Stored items
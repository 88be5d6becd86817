//! # Database Error Types
//!
//! Error types for database operations.
//!
//! ## Error Flow
//! ```text
//! ┌─────────────────────────────────────────────────────────────────────────┐
//! │                    Error Propagation                                    │
//! │                                                                         │
//! │  SQLite Error (sqlx::Error)    ValidationError (pricetag-core)          │
//! │       │                              │                                  │
//! │       ▼                              ▼                                  │
//! │  DbError (this module) ← Adds context and categorization               │
//! │       │                                                                 │
//! │       ▼                                                                 │
//! │  CLI (anyhow) ← Printed to stderr                                      │
//! │                                                                         │
//! └─────────────────────────────────────────────────────────────────────────┘
//! ```

use pricetag_core::ValidationError;
use thiserror::Error;

/// Database operation errors.
#[derive(Debug, Error)]
pub enum DbError {
    /// Entity not found in database.
    ///
    /// ## When This Occurs
    /// - Product ID doesn't exist
    /// - Appending a price point for an unknown product
    #[error("{entity} not found: {id}")]
    NotFound { entity: String, id: String },

    /// Unique constraint violation.
    ///
    /// ## When This Occurs
    /// - Two products with the same barcode
    #[error("Duplicate {field}: '{value}' already exists")]
    UniqueViolation { field: String, value: String },

    /// Foreign key constraint violation.
    #[error("Foreign key violation: {message}")]
    ForeignKeyViolation { message: String },

    /// Record failed a domain check before it was written.
    #[error("Invalid record: {0}")]
    Invalid(#[from] ValidationError),

    /// Stored value could not be turned back into a domain type.
    #[error("Corrupt row: {0}")]
    Decode(String),

    /// Database connection failed.
    ///
    /// ## When This Occurs
    /// - Database file can't be created
    /// - File permissions issue
    #[error("Connection failed: {0}")]
    ConnectionFailed(String),

    /// Migration failed.
    #[error("Migration failed: {0}")]
    MigrationFailed(String),

    /// Query execution failed.
    #[error("Query failed: {0}")]
    QueryFailed(String),

    /// Pool exhausted (all connections in use).
    #[error("Connection pool exhausted")]
    PoolExhausted,

    /// Internal database error.
    #[error("Internal database error: {0}")]
    Internal(String),
}

impl DbError {
    /// Creates a NotFound error for a given entity type and ID.
    pub fn not_found(entity: impl Into<String>, id: impl Into<String>) -> Self {
        DbError::NotFound {
            entity: entity.into(),
            id: id.into(),
        }
    }

    /// Creates a UniqueViolation error.
    pub fn duplicate(field: impl Into<String>, value: impl Into<String>) -> Self {
        DbError::UniqueViolation {
            field: field.into(),
            value: value.into(),
        }
    }
}

/// Convert sqlx errors to DbError.
///
/// ## Error Mapping
/// ```text
/// sqlx::Error::RowNotFound    → DbError::NotFound
/// sqlx::Error::Database       → Analyze message for constraint type
/// sqlx::Error::ColumnDecode   → DbError::Decode
/// sqlx::Error::PoolTimedOut   → DbError::PoolExhausted
/// Other                       → DbError::Internal
/// ```
impl From<sqlx::Error> for DbError {
    fn from(err: sqlx::Error) -> Self {
        match err {
            sqlx::Error::RowNotFound => DbError::NotFound {
                entity: "Record".to_string(),
                id: "unknown".to_string(),
            },

            sqlx::Error::Database(db_err) => {
                let msg = db_err.message();

                // UNIQUE constraint: "UNIQUE constraint failed: <table>.<column>"
                // FK constraint: "FOREIGN KEY constraint failed"
                if msg.contains("UNIQUE constraint failed") {
                    let field = msg
                        .split("UNIQUE constraint failed: ")
                        .nth(1)
                        .unwrap_or("unknown")
                        .to_string();
                    DbError::UniqueViolation {
                        field,
                        value: "unknown".to_string(),
                    }
                } else if msg.contains("FOREIGN KEY constraint failed") {
                    DbError::ForeignKeyViolation {
                        message: msg.to_string(),
                    }
                } else {
                    DbError::QueryFailed(msg.to_string())
                }
            }

            sqlx::Error::ColumnDecode { index, source } => {
                DbError::Decode(format!("column {index}: {source}"))
            }

            sqlx::Error::PoolTimedOut => DbError::PoolExhausted,

            sqlx::Error::PoolClosed => DbError::ConnectionFailed("Pool is closed".to_string()),

            _ => DbError::Internal(err.to_string()),
        }
    }
}

impl From<sqlx::migrate::MigrateError> for DbError {
    fn from(err: sqlx::migrate::MigrateError) -> Self {
        DbError::MigrationFailed(err.to_string())
    }
}

/// Result type for database operations.
pub type DbResult<T> = Result<T, DbError>;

#### Problem to solve:
In the data above, which lines lie between the line with "key constraint violation." and the line with "sqlx::Error::RowNotFound => DbError::NotFound", inclusive? Print those lines exactly and nothing else.

#### Answer section:
    /// Foreign key constraint violation.
    #[error("Foreign key violation: {message}")]
    ForeignKeyViolation { message: String },

    /// Record failed a domain check before it was written.
    #[error("Invalid record: {0}")]
    Invalid(#[from] ValidationError),

    /// Stored value could not be turned back into a domain type.
    #[error("Corrupt row: {0}")]
    Decode(String),

    /// Database connection failed.
    ///
    /// ## When This Occurs
    /// - Database file can't be created
    /// - File permissions issue
    #[error("Connection failed: {0}")]
    ConnectionFailed(String),

    /// Migration failed.
    #[error("Migration failed: {0}")]
    MigrationFailed(String),

    /// Query execution failed.
    #[error("Query failed: {0}")]
    QueryFailed(String),

    /// Pool exhausted (all connections in use).
    #[error("Connection pool exhausted")]
    PoolExhausted,

    /// Internal database error.
    #[error("Internal database error: {0}")]
    Internal(String),
}

impl DbError {
    /// Creates a NotFound error for a given entity type and ID.
    pub fn not_found(entity: impl Into<String>, id: impl Into<String>) -> Self {
        DbError::NotFound {
            entity: entity.into(),
            id: id.into(),
        }
    }

    /// Creates a UniqueViolation error.
    pub fn duplicate(field: impl Into<String>, value: impl Into<String>) -> Self {
        DbError::UniqueViolation {
            field: field.into(),
            value: value.into(),
        }
    }
}

/// Convert sqlx errors to DbError.
///
/// ## Error Mapping
/// ```text
/// sqlx::Error::RowNotFound    → DbError::NotFound
/// sqlx::Error::Database       → Analyze message for constraint type
/// sqlx::Error::ColumnDecode   → DbError::Decode
/// sqlx::Error::PoolTimedOut   → DbError::PoolExhausted
/// Other                       → DbError::Internal
/// ```
impl From<sqlx::Error> for DbError {
    fn from(err: sqlx::Error) -> Self {
        match err {
            sqlx::Error::RowNotFound => DbError::NotFound {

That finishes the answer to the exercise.